Champions du monde de l’usage des tranquillisants, les Français poussent la logique jusque dans la finance… Pour dire leur spécificité en la matière, il suffit d’un coup d’œil sur nos voisins. Quand les Français épargnent 15,9%, les Britanniques sont passés en dessous de 6%. Seuls les Allemands font plus que nous, mais sans doute pour d’autres raisons, notamment de vieillissement de la population.

De l’argent épargné, c’est de l’argent qui n’entre pas dans les circuits du commerce. Et c’est de l’argent stérilisé s’il ne peut non plus servir à financer l’investissement, les entreprises n’étant pas en demande.

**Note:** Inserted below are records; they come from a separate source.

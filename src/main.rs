use agent_relay::cli::{Cli, Commands};
use agent_relay::{utils, NewAgent, ProviderKind, Relay, Settings};
use anyhow::Result;
use clap::Parser;
use std::sync::Arc;
use tokio::io::{self, AsyncBufReadExt, BufReader};
use tracing_subscriber::EnvFilter;

#[tokio::main]
async fn main() -> Result<()> {
    dotenvy::dotenv().ok();

    let settings = Settings::new()?;
    let filter = EnvFilter::try_from_default_env()
        .unwrap_or_else(|_| EnvFilter::new(&settings.logging.level));
    tracing_subscriber::fmt().with_env_filter(filter).init();

    let cli = Cli::parse();
    let relay = Arc::new(Relay::from_settings(settings)?);

    match cli.command {
        Commands::Serve { bind } => {
            let bind = bind.unwrap_or_else(|| relay.settings().server.bind.clone());
            agent_relay::server::serve(relay, &bind).await
        }
        Commands::Chat { agent_id, message } => handle_chat(&relay, &agent_id, &message).await,
        Commands::Interactive { agent_id } => handle_interactive(&relay, &agent_id).await,
        Commands::CreateAgent {
            name,
            kind,
            description,
            context,
        } => handle_create_agent(&relay, name, kind, description, context).await,
        Commands::Agents => handle_list_agents(&relay).await,
    }
}

async fn handle_chat(relay: &Relay, agent_id: &str, message: &str) -> Result<()> {
    utils::print_info("Sending request...");
    let reply = relay.chat(agent_id, message).await?;
    println!("\n{}", reply);
    Ok(())
}

async fn handle_interactive(relay: &Relay, agent_id: &str) -> Result<()> {
    utils::print_header(&format!("Interactive Mode ({})", agent_id));
    utils::print_info("Type your messages (Ctrl+C to exit, /help for commands)");
    utils::print_info(&format!(
        "Keeping the last {} messages as context\n",
        relay.history().max_length()
    ));

    let stdin = io::stdin();
    let mut reader = BufReader::new(stdin);

    loop {
        utils::print_prompt("You: ");
        let mut input = String::new();
        if reader.read_line(&mut input).await? == 0 {
            return Ok(());
        }

        let input = input.trim();
        if input.is_empty() {
            continue;
        }

        match input {
            "/clear" => {
                relay.dispatcher().reset(agent_id);
                utils::print_success("Conversation history cleared\n");
                continue;
            }
            "/count" => {
                let count = relay.history().message_count(agent_id);
                utils::print_info(&format!("Messages in history: {}\n", count));
                continue;
            }
            "/history" => {
                for message in relay.history().snapshot(agent_id) {
                    utils::print_message(&message);
                }
                println!();
                continue;
            }
            "/help" => {
                println!("Special commands:");
                println!("  /clear    - Clear conversation history");
                println!("  /count    - Show message count");
                println!("  /history  - Show remembered messages");
                println!("  /help     - Show this help");
                println!("  Ctrl+C    - Exit\n");
                continue;
            }
            _ => {}
        }

        utils::print_info("Assistant: ");
        match relay.chat(agent_id, input).await {
            Ok(reply) => println!("{}\n", reply),
            Err(e) if e.is_retryable() => utils::print_error(&format!("{}\n", e)),
            Err(e) => return Err(e.into()),
        }
    }
}

async fn handle_create_agent(
    relay: &Relay,
    name: String,
    kind: ProviderKind,
    description: String,
    context: String,
) -> Result<()> {
    let agent = relay
        .create_agent(NewAgent {
            name,
            description,
            kind,
            context,
        })
        .await?;

    utils::print_success("Agent created");
    utils::print_agent(&agent);
    Ok(())
}

async fn handle_list_agents(relay: &Relay) -> Result<()> {
    let agents = relay.agent_store().list_agents().await?;
    if agents.is_empty() {
        utils::print_info("No agents stored");
    }
    for agent in &agents {
        utils::print_agent(agent);
    }
    Ok(())
}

Il y a donc là un ressort psychologique dans la situation française. Le briser ne sera pas aisé. Il est néanmoins possible que la suppression de la première tranche de l’impôt sur le revenu, à compter de cette année, y contribue. En « déstressant » la population solvable la plus modeste, cette mesure peut l’inciter à reprendre le chemin des magasins. Un changement qui contribuerait alors à lever les craintes de grippage de l’économie liées à d’éventuelles anticipations baissières des prix. Des anticipations qui conduisent à reporter les décisions d’achat pour profiter, plus tard, de nouvelles réductions.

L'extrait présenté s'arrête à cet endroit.